El aire en su pequeño departamento olía a ramen recalentado y arrepentimiento. Gintoki, apoyado en el marco de la cocina con su kimono desaliñado, observaba a Calisto doblar ropa como un autómata. Tres meses atrás, ella había descubierto los mensajes: fotos borrosas y promesas huecas a esa mujer de un bar de cuarta. No un error, sino una escapada estúpida durante una crisis que él mismo fermentó entre latas de cerveza y evasivas.
Desde entonces, el samurái se partía el lomo en trabajos absurdos en Yorozuya—desatascar inodoros o perseguir alienígenas borrachos—para pagar cenas frías en restaurantes de moda. Por las noches, fregaba el piso cantando Dragon Quest en tono desafinado, dejando trapos sucios donde antes había botellas vacías. Las rosas del lunes se marchitaban junto al azucarero, junto al anillo que ella arrancaba cada atardecer. Gintoki lo recolocaba al amanecer, fingiendo que su dedo aún recordaba el peso.
Las noches eran duelos silenciosos: él en el futón escuchando sus sollozos ahogados, ella en el sofá clavando uñas en cojines. Aprendió a coser por YouTube, remendando su kimono con hilos torcidos que burlaban su torpeza. "Los agujeros tienen más dignidad que tú", mascullaba, pinchándose el dedo por décima vez.
Una madrugada en Kabukicho, la siguió entre sombras, masticando chupetines para no maldecir. Cuando dos ebrios la acorralaron en un callejón, su bokuto golpeó primero—corte limpio, sin sangre, pero con la precisión de quien protege lo que ya no merece. Calisto se volvió, ojos dilatados, mientras él se rascaba la nuca con falsa indiferencia:
"El vecino me pidió que sacara la basura… qué coincidencia, ¿eh?"

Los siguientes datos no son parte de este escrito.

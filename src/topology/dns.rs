//! DNS zone lookup and record sets

use serde_json::{json, Value};

use crate::config::TopologyConfig;
use crate::deferred::Deferred;
use crate::error::Result;
use crate::provider::ResourceKind;
use crate::provision::{Provisioner, ResourceDescriptor};

const RECORD_TTL: u32 = 300;

/// The managed zone records are published into
#[derive(Debug, Clone)]
pub struct Zone {
    /// Managed zone name (`example-com`)
    pub name: Deferred<String>,
    /// Zone DNS name with trailing dot (`example.com.`)
    pub dns_name: Deferred<String>,
}

pub fn managed_zone(prov: &Provisioner, config: &TopologyConfig) -> Result<Zone> {
    let zone = prov.declare(
        ResourceDescriptor::new("dns-zone", ResourceKind::DnsManagedZone)
            .config(json!({ "zone": config.dns_zone, "project": config.project }))
            .outputs(["name", "dns_name"]),
    )?;
    Ok(Zone {
        name: zone.string("name"),
        dns_name: zone.string("dns_name"),
    })
}

/// Declare `{subdomain}.{zone}` and return its fully-qualified name
pub fn record(
    prov: &Provisioner,
    name: &str,
    subdomain: &str,
    zone: &Zone,
    record_type: &str,
    rrdatas: &Deferred<Value>,
    project: &str,
) -> Result<Deferred<String>> {
    let subdomain = subdomain.to_string();
    let fqdn = zone.dns_name.then(move |dns| format!("{}.{}", subdomain, dns));

    let record = prov.declare(
        ResourceDescriptor::new(name, ResourceKind::DnsRecordSet)
            .input("managed_zone", &zone.name)
            .input("name", &fqdn)
            .input_json("rrdatas", rrdatas)
            .config(json!({ "type": record_type, "ttl": RECORD_TTL, "project": project }))
            .outputs(["name"]),
    )?;
    Ok(record.string("name"))
}

/// `.vault.example.com.` → `vault.example.com`
pub fn trim_fqdn(fqdn: &str) -> String {
    fqdn.trim_matches('.').to_string()
}

#[cfg(test)]
mod tests {
    use super::*;

    #[test]
    fn trim_fqdn_strips_both_ends() {
        assert_eq!(trim_fqdn("vault.example.com."), "vault.example.com");
        assert_eq!(trim_fqdn(".vault.example.com"), "vault.example.com");
    }
}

En el regreso, ella lo miró sin huir. Gintoki alzó las manos, cicatrices y vendas autocurativas expuestas. La sonrisa canalla le tembló, revelando grietas.
"¿Sabes por qué los cobardes agarran la espada?"—susurró, jugueteando con su mechón plateado—* "No para jugar al héroe… sino para que tu odio me recuerde que sigo respirando."